# Description of the task
Locate the line that contains "filename src/state.rs" in the entries below, then repeat it and every following line through the line that contains "pub fn new(conn: Connection, config: AppConfig)", exactly, and no others.

# Material supplied
┄┄┄┄┄┄
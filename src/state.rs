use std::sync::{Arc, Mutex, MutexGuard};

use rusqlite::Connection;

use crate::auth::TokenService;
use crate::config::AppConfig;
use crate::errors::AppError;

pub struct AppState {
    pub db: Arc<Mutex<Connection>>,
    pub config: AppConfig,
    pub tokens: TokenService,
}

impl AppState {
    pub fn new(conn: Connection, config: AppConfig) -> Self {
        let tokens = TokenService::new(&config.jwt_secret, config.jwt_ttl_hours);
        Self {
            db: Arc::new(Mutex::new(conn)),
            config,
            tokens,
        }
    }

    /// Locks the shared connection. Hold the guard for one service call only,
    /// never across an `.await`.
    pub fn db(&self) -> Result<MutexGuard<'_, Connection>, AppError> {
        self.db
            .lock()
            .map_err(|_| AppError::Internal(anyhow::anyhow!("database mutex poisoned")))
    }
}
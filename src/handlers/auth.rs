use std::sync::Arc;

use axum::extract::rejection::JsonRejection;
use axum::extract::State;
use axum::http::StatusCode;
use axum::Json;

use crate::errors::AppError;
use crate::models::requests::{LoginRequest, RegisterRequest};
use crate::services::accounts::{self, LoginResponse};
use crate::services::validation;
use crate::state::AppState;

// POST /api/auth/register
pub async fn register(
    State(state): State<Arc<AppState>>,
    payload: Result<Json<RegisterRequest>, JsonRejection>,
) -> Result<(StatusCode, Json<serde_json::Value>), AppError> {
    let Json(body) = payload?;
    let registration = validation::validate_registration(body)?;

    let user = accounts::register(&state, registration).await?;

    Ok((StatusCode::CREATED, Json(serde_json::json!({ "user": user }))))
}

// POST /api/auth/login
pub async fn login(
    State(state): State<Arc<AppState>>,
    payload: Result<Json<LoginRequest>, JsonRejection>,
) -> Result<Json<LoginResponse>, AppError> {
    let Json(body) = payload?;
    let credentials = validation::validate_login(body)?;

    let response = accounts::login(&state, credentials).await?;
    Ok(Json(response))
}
┄┄┄┄┄┄
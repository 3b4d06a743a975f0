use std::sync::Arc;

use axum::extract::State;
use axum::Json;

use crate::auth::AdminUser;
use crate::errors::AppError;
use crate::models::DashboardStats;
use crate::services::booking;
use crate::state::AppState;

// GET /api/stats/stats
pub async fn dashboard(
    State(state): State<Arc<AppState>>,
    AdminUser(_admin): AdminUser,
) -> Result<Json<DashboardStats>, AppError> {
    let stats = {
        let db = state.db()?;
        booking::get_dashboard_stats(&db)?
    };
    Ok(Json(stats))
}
┄┄┄┄┄┄
# Result below
filename src/state.rs
use std::sync::{Arc, Mutex, MutexGuard};

use rusqlite::Connection;

use crate::auth::TokenService;
use crate::config::AppConfig;
use crate::errors::AppError;

pub struct AppState {
    pub db: Arc<Mutex<Connection>>,
    pub config: AppConfig,
    pub tokens: TokenService,
}

impl AppState {
    pub fn new(conn: Connection, config: AppConfig) -> Self {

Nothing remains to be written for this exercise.